▶ [Exercise details]
Scan the records that follow, and whenever a line has the word "FlowconClient", copy it.

(Collected data)
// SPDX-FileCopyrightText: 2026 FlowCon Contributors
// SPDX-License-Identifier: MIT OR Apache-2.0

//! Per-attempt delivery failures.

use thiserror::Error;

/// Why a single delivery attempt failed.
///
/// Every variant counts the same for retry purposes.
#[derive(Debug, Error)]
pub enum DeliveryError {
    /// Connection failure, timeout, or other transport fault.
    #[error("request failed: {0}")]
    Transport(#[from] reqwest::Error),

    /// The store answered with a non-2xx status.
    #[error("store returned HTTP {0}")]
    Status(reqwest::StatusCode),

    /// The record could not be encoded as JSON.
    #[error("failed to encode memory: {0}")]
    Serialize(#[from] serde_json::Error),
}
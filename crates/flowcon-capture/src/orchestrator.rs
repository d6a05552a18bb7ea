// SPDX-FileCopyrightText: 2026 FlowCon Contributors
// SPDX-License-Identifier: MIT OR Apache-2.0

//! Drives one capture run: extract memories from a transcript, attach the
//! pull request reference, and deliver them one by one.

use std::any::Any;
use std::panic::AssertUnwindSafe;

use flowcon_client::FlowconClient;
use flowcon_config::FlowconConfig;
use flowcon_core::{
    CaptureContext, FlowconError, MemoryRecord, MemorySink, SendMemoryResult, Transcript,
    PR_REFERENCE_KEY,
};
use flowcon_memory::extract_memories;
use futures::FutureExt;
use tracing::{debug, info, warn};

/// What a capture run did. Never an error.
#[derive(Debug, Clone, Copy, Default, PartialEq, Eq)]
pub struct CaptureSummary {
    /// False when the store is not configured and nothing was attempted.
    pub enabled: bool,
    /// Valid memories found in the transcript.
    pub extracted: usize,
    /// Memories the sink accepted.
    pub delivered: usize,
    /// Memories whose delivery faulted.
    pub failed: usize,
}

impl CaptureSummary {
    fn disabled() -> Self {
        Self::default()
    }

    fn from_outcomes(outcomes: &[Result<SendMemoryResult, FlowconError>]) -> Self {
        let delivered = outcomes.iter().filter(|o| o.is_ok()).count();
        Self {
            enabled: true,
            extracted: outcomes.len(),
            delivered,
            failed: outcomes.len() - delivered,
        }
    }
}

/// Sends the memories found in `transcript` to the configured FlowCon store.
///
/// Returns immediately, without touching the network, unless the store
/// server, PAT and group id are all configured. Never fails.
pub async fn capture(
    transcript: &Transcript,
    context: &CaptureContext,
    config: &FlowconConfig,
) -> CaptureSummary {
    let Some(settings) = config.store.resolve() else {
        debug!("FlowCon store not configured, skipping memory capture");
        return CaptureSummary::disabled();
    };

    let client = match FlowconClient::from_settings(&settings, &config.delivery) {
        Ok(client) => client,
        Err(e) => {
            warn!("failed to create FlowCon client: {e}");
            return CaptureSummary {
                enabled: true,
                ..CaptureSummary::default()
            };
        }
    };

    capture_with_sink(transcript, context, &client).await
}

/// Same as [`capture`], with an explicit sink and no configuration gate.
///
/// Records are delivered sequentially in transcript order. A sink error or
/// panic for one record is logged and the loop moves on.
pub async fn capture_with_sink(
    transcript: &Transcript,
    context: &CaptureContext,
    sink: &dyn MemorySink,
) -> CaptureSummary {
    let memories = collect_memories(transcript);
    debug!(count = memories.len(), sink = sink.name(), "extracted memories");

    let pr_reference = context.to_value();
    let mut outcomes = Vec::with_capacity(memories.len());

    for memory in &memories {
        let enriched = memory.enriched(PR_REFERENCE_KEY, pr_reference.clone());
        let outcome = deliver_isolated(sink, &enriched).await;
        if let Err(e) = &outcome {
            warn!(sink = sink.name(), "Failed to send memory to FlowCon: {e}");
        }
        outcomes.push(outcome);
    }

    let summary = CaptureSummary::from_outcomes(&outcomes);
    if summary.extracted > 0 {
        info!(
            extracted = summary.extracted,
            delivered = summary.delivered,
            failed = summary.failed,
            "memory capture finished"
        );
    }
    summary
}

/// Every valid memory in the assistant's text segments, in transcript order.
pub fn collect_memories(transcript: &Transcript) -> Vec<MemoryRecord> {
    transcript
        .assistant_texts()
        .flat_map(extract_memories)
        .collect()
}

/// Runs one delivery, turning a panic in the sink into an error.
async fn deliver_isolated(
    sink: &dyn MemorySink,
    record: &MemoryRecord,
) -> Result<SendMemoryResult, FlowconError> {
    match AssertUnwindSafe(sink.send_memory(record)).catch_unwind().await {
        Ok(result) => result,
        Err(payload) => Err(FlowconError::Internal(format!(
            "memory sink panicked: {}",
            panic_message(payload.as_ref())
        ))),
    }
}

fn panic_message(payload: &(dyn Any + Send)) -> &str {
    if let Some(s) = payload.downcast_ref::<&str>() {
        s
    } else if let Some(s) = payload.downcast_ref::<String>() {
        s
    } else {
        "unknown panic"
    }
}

▶ [Your solution]
use flowcon_client::FlowconClient;
    let client = match FlowconClient::from_settings(&settings, &config.delivery) {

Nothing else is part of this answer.